De la construction à la situation : une architecture qui résiste
Le malaise que nous ressentons face au déferlement de références éparpillées tient souvent à l’appréhension a-temporelle et a-contextuelle qui en est faite. Le paradoxe effectivement d’une telle perception est qu’elle minore ce qui transformera in fine tout édifice isolé en une situation construite pérenne et appropriée, à savoir sa faculté de résistance au temps et à l’épuisement symbolique du système de la mode. A la recherche d’un ravissement inépuisable, notre choix s’est donc porté sur des constructions situées et datées, pour éprouver justement la permanence de qualités pour nous essentielles que sont la concision, l’hospitalité ou l’évolutivité.
Les sources de la complexité : du banal à l’extra-normal
Cette résistance, plus symbolique que physique, est bien sûr difficile à évaluer au présent. Pourtant, ce qui fonde notre pratique est bien le lien indissociable entre la ville telle qu’elle se construit, avec ou sans architectes, et l’invention de projets, qui même s’ils procèdent d’une démarche plus savante ont vocation à s’intégrer, quitte à s’en démarquer, dans une structure existante.
Et si l’architecture doit se concevoir, comme nous le pensons, en référence à ce qui existe, ou du moins si l’existant peut servir de matrice au développement du projet, il est primordial que cette référence, ces lieux communs, soient identifiés comme tels, ce qui est un des objectifs de notre catalogue. Enfin, si la beauté d’une architecture réside dans la toile de références qu’elle tisse avec les constructions existantes, proches ou lointaines dans le temps et dans l’espace, il demeure fondamental que cet idiome commun ne constitue jamais une contrainte en regard des qualités inhérentes que doit porter le projet.
En ce sens, et pour reprendre un thème précédemment évoqué, la sélection opérée porte sur des projets inventifs par nécessité plus que par obligation. L’ambition de notre catalogue est ainsi de toucher du doigt la coexistence du banal et de l’extra-ordinaire au gré des situations mais aussi au sein d’une même construction.

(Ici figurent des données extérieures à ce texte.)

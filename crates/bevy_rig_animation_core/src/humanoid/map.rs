use bevy::{
    log::{debug, warn},
    math::{Quat, Vec3},
    platform::collections::HashSet,
    reflect::{Reflect, std_traits::ReflectDefault},
    transform::components::Transform,
};
use indexmap::IndexMap;
use serde::{Deserialize, Serialize};

use super::{
    axes::{Axes, AxesKind, AxisLimit, canonical_frame},
    bones::{
        BendReference, BoneDirection, FINGER_BONE_COUNT, FingerBone, Goal, HUMAN_BONE_COUNT,
        HumanBone, Side,
    },
    dof::{BODY_DOFS, FINGER_DOFS, dof_name},
    skeleton::Skeleton,
};
use crate::{
    errors::{RigError, RigResult, ValidationError},
    pose::{Pose, SkeletonPose, algebra::inverse_transform},
};

/// Mass-center height of the canonical reference humanoid, in its own units.
pub const REFERENCE_MASS_CENTER_HEIGHT: f32 = 1.069345;

/// Names of the skeleton joints playing each humanoid role.
#[derive(Debug, Clone, Default, PartialEq, Serialize, Deserialize)]
pub struct BoneMapping {
    pub bones: IndexMap<HumanBone, String>,
    #[serde(default)]
    pub left_hand: IndexMap<FingerBone, String>,
    #[serde(default)]
    pub right_hand: IndexMap<FingerBone, String>,
}

impl BoneMapping {
    pub fn new() -> Self {
        Self::default()
    }

    pub fn with_bone(mut self, bone: HumanBone, joint: impl Into<String>) -> Self {
        self.bones.insert(bone, joint.into());
        self
    }

    pub fn with_finger(mut self, side: Side, finger: FingerBone, joint: impl Into<String>) -> Self {
        self.hand_mut(side).insert(finger, joint.into());
        self
    }

    pub fn without_bone(mut self, bone: HumanBone) -> Self {
        self.bones.shift_remove(&bone);
        self
    }

    pub fn hand(&self, side: Side) -> &IndexMap<FingerBone, String> {
        match side {
            Side::Right => &self.right_hand,
            _ => &self.left_hand,
        }
    }

    pub fn hand_mut(&mut self, side: Side) -> &mut IndexMap<FingerBone, String> {
        match side {
            Side::Right => &mut self.right_hand,
            _ => &mut self.left_hand,
        }
    }
}

/// Replaces the default decomposition kind or limits of one bone.
#[derive(Reflect, Debug, Clone, PartialEq, Serialize, Deserialize)]
pub struct AxesOverride {
    pub bone: HumanBone,
    #[serde(default)]
    pub kind: Option<AxesKind>,
    #[serde(default)]
    pub limits: Option<[AxisLimit; 3]>,
}

/// Per-avatar tuning.
#[derive(Reflect, Debug, Clone, PartialEq, Serialize, Deserialize)]
#[reflect(Default)]
#[serde(default)]
pub struct HumanoidSettings {
    /// Share of the lower arm's twist moved onto the upper arm.
    pub upper_arm_twist: f32,
    /// Share of the hand's twist moved onto the lower arm.
    pub lower_arm_twist: f32,
    pub upper_leg_twist: f32,
    pub lower_leg_twist: f32,
    /// Maximum extra length of an arm chain under IK, as a fraction of its length.
    pub arm_stretch: f32,
    pub leg_stretch: f32,
    pub axes_overrides: Vec<AxesOverride>,
}

impl Default for HumanoidSettings {
    fn default() -> Self {
        Self {
            upper_arm_twist: 0.5,
            lower_arm_twist: 0.5,
            upper_leg_twist: 0.5,
            lower_leg_twist: 0.5,
            arm_stretch: 0.05,
            leg_stretch: 0.05,
            axes_overrides: vec![],
        }
    }
}

#[derive(Clone, Debug, Default)]
pub struct HandMap {
    pub(crate) joints: [Option<usize>; FINGER_BONE_COUNT],
    pub(crate) axes: [Axes; FINGER_BONE_COUNT],
}

/// Rotation of a missing optional bone folded into its nearest mapped ancestor.
#[derive(Clone, Debug)]
pub struct Redistribution {
    pub bone: HumanBone,
    pub target: HumanBone,
    /// Axes of the missing bone, expressed in the target joint's local space.
    pub axes: Axes,
    pub ratio: f32,
}

/// Mapping between the generic humanoid and one concrete skeleton.
///
/// Built once per character from a [`Skeleton`] and a [`BoneMapping`]; immutable afterwards and
/// meant to be shared between every animator driving that character.
#[derive(Clone, Debug)]
pub struct HumanoidMap {
    skeleton: Skeleton,
    joints: [Option<usize>; HUMAN_BONE_COUNT],
    axes: [Axes; HUMAN_BONE_COUNT],
    hands: [HandMap; 2],
    redistribution: Vec<Redistribution>,
    rest_locals: SkeletonPose,
    rest_globals: Vec<Transform>,
    hips_parent_inverse: Transform,
    scale: f32,
    settings: HumanoidSettings,
    default_pose: Pose,
}
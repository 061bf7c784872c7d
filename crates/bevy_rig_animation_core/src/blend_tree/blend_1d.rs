/// Children placed on a scalar axis.
#[derive(Debug, Clone, PartialEq)]
pub struct Blend1D {
    pub parameter: usize,
    thresholds: Vec<f32>,
    /// Child indices sorted by threshold.
    order: Vec<usize>,
}

impl Blend1D {
    pub fn new(parameter: usize, thresholds: Vec<f32>) -> Self {
        let mut order: Vec<usize> = (0..thresholds.len()).collect();
        order.sort_by(|a, b| thresholds[*a].total_cmp(&thresholds[*b]));
        Self {
            parameter,
            thresholds,
            order,
        }
    }

    pub fn thresholds(&self) -> &[f32] {
        &self.thresholds
    }

    /// Piecewise-linear weights between the two thresholds around `value`, clamped at the ends.
    pub fn weights(&self, value: f32, out: &mut [f32]) {
        out.fill(0.);
        let (Some(&first), Some(&last)) = (self.order.first(), self.order.last()) else {
            return;
        };
        if self.order.len() == 1 || !value.is_finite() {
            out[first] = 1.;
            return;
        }
        let value = value.clamp(self.thresholds[first], self.thresholds[last]);
        for pair in self.order.windows(2) {
            let (a, b) = (pair[0], pair[1]);
            let (low, high) = (self.thresholds[a], self.thresholds[b]);
            if value < low || value > high {
                continue;
            }
            let span = high - low;
            if span <= f32::EPSILON {
                out[a] = 0.5;
                out[b] = 0.5;
            } else {
                let t = (value - low) / span;
                out[a] = 1. - t;
                out[b] = t;
            }
            return;
        }
    }
}

#[cfg(test)]
mod test {
    use super::*;

    #[test]
    fn test_weights_between_neighbors() {
        let blend = Blend1D::new(0, vec![0., 0.5, 1.]);
        let mut out = [0.; 3];
        blend.weights(0.25, &mut out);
        assert_eq!(out, [0.5, 0.5, 0.]);
        blend.weights(0.5, &mut out);
        assert_eq!(out, [0., 1., 0.]);
        blend.weights(0.75, &mut out);
        assert_eq!(out, [0., 0.5, 0.5]);
    }

    #[test]
    fn test_clamped_outside_range() {
        let blend = Blend1D::new(0, vec![0., 0.5, 1.]);
        let mut out = [0.; 3];
        blend.weights(-3., &mut out);
        assert_eq!(out, [1., 0., 0.]);
        blend.weights(7., &mut out);
        assert_eq!(out, [0., 0., 1.]);
    }

    #[test]
    fn test_weights_sum_to_one() {
        let blend = Blend1D::new(0, vec![1., -2., 0.3, 4.]);
        let mut out = [0.; 4];
        for step in 0..=60 {
            let value = -2. + step as f32 * 0.1;
            blend.weights(value, &mut out);
            let sum: f32 = out.iter().sum();
            assert!((sum - 1.).abs() < 1e-5, "{value}: {out:?}");
        }
    }

    #[test]
    fn test_unsorted_thresholds() {
        let blend = Blend1D::new(0, vec![1., 0.]);
        let mut out = [0.; 2];
        blend.weights(0.25, &mut out);
        assert_eq!(out, [0.25, 0.75]);
    }

    #[test]
    fn test_zero_span_is_even_split() {
        let blend = Blend1D::new(0, vec![0.5, 0.5]);
        let mut out = [0.; 2];
        blend.weights(0.5, &mut out);
        assert_eq!(out, [0.5, 0.5]);
    }
}
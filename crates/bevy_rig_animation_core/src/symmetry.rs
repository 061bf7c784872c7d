use bevy::{
    math::{Quat, Vec3},
    reflect::{Reflect, std_traits::ReflectDefault},
    transform::components::Transform,
};
use serde::{Deserialize, Serialize};

use crate::{
    humanoid::{BODY_DOF_COUNT, Goal, mirror_dof},
    pose::Pose,
};

#[derive(Debug, Clone, Copy, Default, PartialEq, Eq, Reflect, Serialize, Deserialize)]
#[reflect(Default)]
pub enum SymmetryMode {
    /// Mirror about the character's sagittal plane, perpendicular to the X axis.
    #[default]
    MirrorX,
}

impl SymmetryMode {
    pub fn apply_position(&self, mut input: Vec3) -> Vec3 {
        input.x *= -1.;
        input
    }

    pub fn apply_quat(&self, mut input: Quat) -> Quat {
        input.x *= -1.;
        input.w *= -1.;
        -input
    }

    pub fn apply_transform(&self, input: &Transform) -> Transform {
        Transform {
            translation: self.apply_position(input.translation),
            rotation: self.apply_quat(input.rotation),
            scale: input.scale,
        }
    }
}

impl Pose {
    /// Mirrors the pose about the character's sagittal plane: left and right DoFs, goals and
    /// hands swap, lateral DoFs of center bones change sign, and the root is reflected.
    pub fn mirror(&mut self) {
        let mode = SymmetryMode::MirrorX;
        self.root = mode.apply_transform(&self.root);

        for index in 0..BODY_DOF_COUNT {
            let Some((target, sign)) = mirror_dof(index) else {
                continue;
            };
            if target == index {
                self.dofs[index] *= sign;
            } else if target > index {
                self.dofs.swap(index, target);
            }
        }

        for goal in [Goal::LeftFoot, Goal::LeftHand] {
            self.goals.swap(goal.index(), goal.mirror().index());
        }
        for goal in &mut self.goals {
            *goal = mode.apply_transform(goal);
        }

        std::mem::swap(&mut self.left_hand, &mut self.right_hand);
    }
}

Du plaisir et de la frivolité
Si nous nous sommes donnés la peine de préciser les diverses inspirations de notre collection, c’est aussi pour masquer la culpabilité d’un choix guidé par un principe de plaisir. Mais il convient peut-être de préciser dans quelle acception il faut l’entendre si l’on parle d’architecture et des modalités de sa conception.
Le plaisir c’est pour nous un sentiment avant tout partagé, et dans les lieux de la ville c’est donc l’aptitude de tout aménagement à être intensément parcouru et habité, le plaisir ou l’enchantement c’est bien sûr la générosité déployée par une architecture envers ses habitants quotidiens et ce qu’elle propose en terme de pratiques et de qualité de vie, le plaisir c’est également, envers un public plus vaste, la concision où la faculté d’une architecture à ne pas disperser ses effets et à proposer des expériences renouvelées tout en affichant peu, le plaisir c’est enfin l’idée de frivolité non comme fondement, car à l’exception de quelques programmes singuliers, cette qualité est peu compatible avec l’idée de pérennité, mais comme une coquetterie, une stratégie ornementale revendiquée comme telle.